Race report by Steve:
Sunday morning didn’t have the familiar Lancashire chill we’re used but at last it was mild! The atmosphere around the school car park was comfortably warm from the off. The Ian Hesketh Memorial Duathlon — a low-key, friendly affair run by Burnden Roadrunners for the second time — is exactly the kind of event that reminds you why you got into multisport in the first place.
The format was straightforward: a 5k trail run, 22km on the bike (three circuits round part of the reservoir), then another 5k to finish. Simple on paper, honest in practice.
The first run headed out onto the trails around the reservoir — even though there had been an early shower, the ground was firm enough underfoot for road or trail shoes, and the route wound through the trees with just enough undulation to get the legs firing before transition.

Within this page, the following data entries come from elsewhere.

//! MongoDB collection backing for [`DocumentHistoryStore`](super::DocumentHistoryStore).
//!
//! Documents look like `{ _id: <conversation id>, exchanges: [...] }`.
//! Appends are a single `$push` with `$slice` and upsert, so concurrent
//! appends to one conversation are serialized by the server.

use super::{DocumentCollection, Exchange};
use crate::config::MongoConfig;
use crate::error::StoreError;
use async_trait::async_trait;
use mongodb::bson::{doc, Bson, Document};
use mongodb::options::ClientOptions;
use mongodb::{Client, Collection, Database};
use serde::{Deserialize, Serialize};
use std::time::Duration;

#[derive(Debug, Serialize, Deserialize)]
struct ConversationDocument {
    #[serde(rename = "_id")]
    conversation_id: String,
    #[serde(default)]
    exchanges: Vec<Exchange>,
}

/// Shared handle to the history collection. The driver pools
/// connections internally, so one instance serves every conversation.
pub struct MongoCollection {
    collection: Collection<ConversationDocument>,
    database: Database,
}

impl MongoCollection {
    /// Build the client. No I/O happens here: the driver connects lazily
    /// and re-selects a server on every operation.
    pub async fn connect(config: &MongoConfig, timeout: Duration) -> Result<Self, StoreError> {
        let mut options = ClientOptions::parse(&config.uri).await?;
        options.app_name = Some(env!("CARGO_PKG_NAME").to_string());
        options.connect_timeout = Some(timeout);
        options.server_selection_timeout = Some(timeout);

        let client = Client::with_options(options)?;
        let database = client.database(&config.db_name);

        Ok(Self {
            collection: database.collection(&config.collection_name),
            database,
        })
    }

    /// Round-trip a `ping` to check the deployment is reachable
    pub async fn ping(&self) -> Result<(), StoreError> {
        self.database.run_command(doc! { "ping": 1 }).await?;

        tracing::info!(
            "[MongoCollection] Connected to database '{}', collection '{}'",
            self.database.name(),
            self.collection.name()
        );
        Ok(())
    }
}

fn push_update(exchange: &Exchange, max_exchanges: usize) -> Result<Document, StoreError> {
    let entry = mongodb::bson::to_bson(exchange)
        .map_err(|e| StoreError::Serialization(e.to_string()))?;

    let mut push = doc! { "$each": Bson::Array(vec![entry]) };
    if max_exchanges > 0 {
        push.insert("$slice", -(max_exchanges as i64));
    }

    Ok(doc! { "$push": { "exchanges": push } })
}

#[async_trait]
impl DocumentCollection for MongoCollection {
    async fn load(&self, conversation_id: &str) -> Result<Option<Vec<Exchange>>, StoreError> {
        let document = self
            .collection
            .find_one(doc! { "_id": conversation_id })
            .await?;
        Ok(document.map(|d| d.exchanges))
    }

    async fn push(
        &self,
        conversation_id: &str,
        exchange: Exchange,
        max_exchanges: usize,
    ) -> Result<(), StoreError> {
        let update = push_update(&exchange, max_exchanges)?;
        self.collection
            .update_one(doc! { "_id": conversation_id }, update)
            .upsert(true)
            .await?;
        Ok(())
    }

    async fn remove(&self, conversation_id: &str) -> Result<(), StoreError> {
        let result = self
            .collection
            .delete_one(doc! { "_id": conversation_id })
            .await?;
        tracing::debug!(
            "[MongoCollection] Removed {} document(s) for '{}'",
            result.deleted_count,
            conversation_id
        );
        Ok(())
    }

    fn name(&self) -> &'static str {
        "mongodb"
    }
}

#[cfg(test)]
mod tests {
    use super::*;

    #[test]
    fn test_push_update_with_limit() {
        let update = push_update(&Exchange::new("q", "a"), 10).unwrap();
        let push = update.get_document("$push").unwrap();
        let exchanges = push.get_document("exchanges").unwrap();

        assert_eq!(exchanges.get_i64("$slice").unwrap(), -10);
        let each = exchanges.get_array("$each").unwrap();
        assert_eq!(each.len(), 1);
        let entry = each[0].as_document().unwrap();
        assert_eq!(entry.get_str("question").unwrap(), "q");
        assert_eq!(entry.get_str("answer").unwrap(), "a");
    }

    #[test]
    fn test_push_update_unbounded() {
        let update = push_update(&Exchange::new("q", "a"), 0).unwrap();
        let exchanges = update
            .get_document("$push")
            .unwrap()
            .get_document("exchanges")
            .unwrap();
        assert!(!exchanges.contains_key("$slice"));
    }

    #[test]
    fn test_document_without_exchanges_decodes() {
        let raw = doc! { "_id": "42" };
        let parsed: ConversationDocument = mongodb::bson::from_document(raw).unwrap();
        assert_eq!(parsed.conversation_id, "42");
        assert!(parsed.exchanges.is_empty());
    }
}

A bit technical over all the roots, but characterful.
Out onto the bike, and the three-circuit format worked well — a chance to find my rhythm and, if you were keeping an eye on who was where, gauge how the race was unfolding. The roads around Rivington are familiar territory for most of us, I’m sure, and the course had enough of a drag in places to keep honest anyone who’d been too ambitious on the run. I pushed hard to go up a good few places in the standings.
The second 5k was where it got interesting. Legs that had been happily spinning for 22km were reminded, sharply, that running is a different business entirely. But that’s duathlon — and those who’d paced sensibly found they could work their way through the field in the closing kilometres. This wasn’t me, unfortunately, but I held on for a good finish.
The field was small and mostly local faces from Rivington Tri, which gave the whole thing a club-run feel without sacrificing any of the competitive edge. For those new to multisport, it was an ideal first hit — manageable distances, a supportive atmosphere, and enough of a physical test to feel genuinely tested at the finish. For the more seasoned among the field, it served up a quality training session in race conditions, which at this time of year is exactly what’s needed.
A good morning’s work, all told. Unpretentious, well-organised, and set against one of the best backdrops the North West has to offer.